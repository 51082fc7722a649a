use async_trait::async_trait;
use serde_json::Value;
use std::path::PathBuf;

mod json_file;
mod memory;

pub use json_file::{JsonFileStore, get_data_location};
pub use memory::MemoryStore;

#[derive(Debug, thiserror::Error)]
pub enum StoreError {
    #[error("I/O error on {path}: {source}")]
    Io {
        path: PathBuf,
        #[source]
        source: std::io::Error,
    },
    #[error("settings JSON error: {0}")]
    Json(#[from] serde_json::Error),
    #[error("malformed settings object: {0}")]
    Malformed(String),
}

/// Host-provided key/value blob holding the whole settings object.
#[async_trait]
pub trait SettingsStore: Send + Sync {
    /// `Ok(None)` when nothing has been saved yet.
    async fn load(&self) -> Result<Option<Value>, StoreError>;
    async fn save(&self, data: &Value) -> Result<(), StoreError>;
}
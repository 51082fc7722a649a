use std::collections::HashMap;
use std::env;
use std::fs;
use std::path::PathBuf;
use std::time::Duration;

use crate::clients::schedule_client::DEFAULT_BASE_URL;
use crate::storage::get_data_location;

const DEFAULT_TIMEOUT_SECS: u64 = 10;
const DEFAULT_LOG_LEVEL: &str = "warn";

#[derive(Debug, thiserror::Error)]
pub enum ConfigError {
    #[error("failed to read config file {path}: {source}")]
    Read {
        path: String,
        #[source]
        source: std::io::Error,
    },
    #[error("invalid config line {line}: {content}")]
    Syntax { line: usize, content: String },
    #[error("invalid value for {key}: {value:?}")]
    Value { key: &'static str, value: String },
}

/// Raw `KEY=VALUE` pairs read from `CONFIG_FILE`.
#[derive(Debug, Default, Clone)]
pub struct AppConfig {
    values: HashMap<String, String>,
}

impl AppConfig {
    pub fn from_file(path: &str) -> Result<Self, ConfigError> {
        let content = fs::read_to_string(path).map_err(|source| ConfigError::Read {
            path: path.to_string(),
            source,
        })?;
        Self::parse(&content)
    }

    pub fn parse(content: &str) -> Result<Self, ConfigError> {
        let mut values = HashMap::new();
        for (idx, line) in content.lines().enumerate() {
            let trimmed = line.trim();
            if trimmed.is_empty() || trimmed.starts_with('#') {
                continue;
            }
            let trimmed = trimmed.strip_prefix("export ").unwrap_or(trimmed);
            let Some((key, value)) = trimmed.split_once('=') else {
                return Err(ConfigError::Syntax {
                    line: idx + 1,
                    content: line.to_string(),
                });
            };
            values.insert(key.trim().to_string(), unquote(value.trim()).to_string());
        }
        Ok(Self { values })
    }

    /// File value first, then the process environment.
    pub fn get(&self, key: &str) -> Option<String> {
        self.values
            .get(key)
            .cloned()
            .or_else(|| env::var(key).ok())
    }
}

fn unquote(value: &str) -> &str {
    let quoted = value.len() >= 2
        && ((value.starts_with('"') && value.ends_with('"'))
            || (value.starts_with('\'') && value.ends_with('\'')));
    if quoted { &value[1..value.len() - 1] } else { value }
}

#[derive(Debug, Clone, PartialEq)]
pub struct AppSettings {
    pub data_location: PathBuf,
    pub schedule_base_url: String,
    pub request_timeout: Duration,
    pub log_level: String,
}

impl AppSettings {
    pub fn from_config(config: &AppConfig) -> Result<Self, ConfigError> {
        let request_timeout = match config.get("REQUEST_TIMEOUT_SECS") {
            Some(raw) => raw
                .trim()
                .parse::<u64>()
                .ok()
                .filter(|secs| *secs > 0)
                .map(Duration::from_secs)
                .ok_or(ConfigError::Value {
                    key: "REQUEST_TIMEOUT_SECS",
                    value: raw,
                })?,
            None => Duration::from_secs(DEFAULT_TIMEOUT_SECS),
        };

        Ok(Self {
            data_location: get_data_location(config.get("DATA_LOCATION").as_deref()),
            schedule_base_url: config
                .get("SCHEDULE_BASE_URL")
                .unwrap_or_else(|| DEFAULT_BASE_URL.to_string()),
            request_timeout,
            log_level: config
                .get("LOG_LEVEL")
                .unwrap_or_else(|| DEFAULT_LOG_LEVEL.to_string()),
        })
    }
}
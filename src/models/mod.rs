pub mod day_state;
pub mod location;
pub mod times;
pub mod tracking_period;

********************

__BRIEF__.
Please copy each line of the material that contains the word "StoreError".

__REPLY__.
pub enum StoreError {
    async fn load(&self) -> Result<Option<Value>, StoreError>;
    async fn save(&self, data: &Value) -> Result<(), StoreError>;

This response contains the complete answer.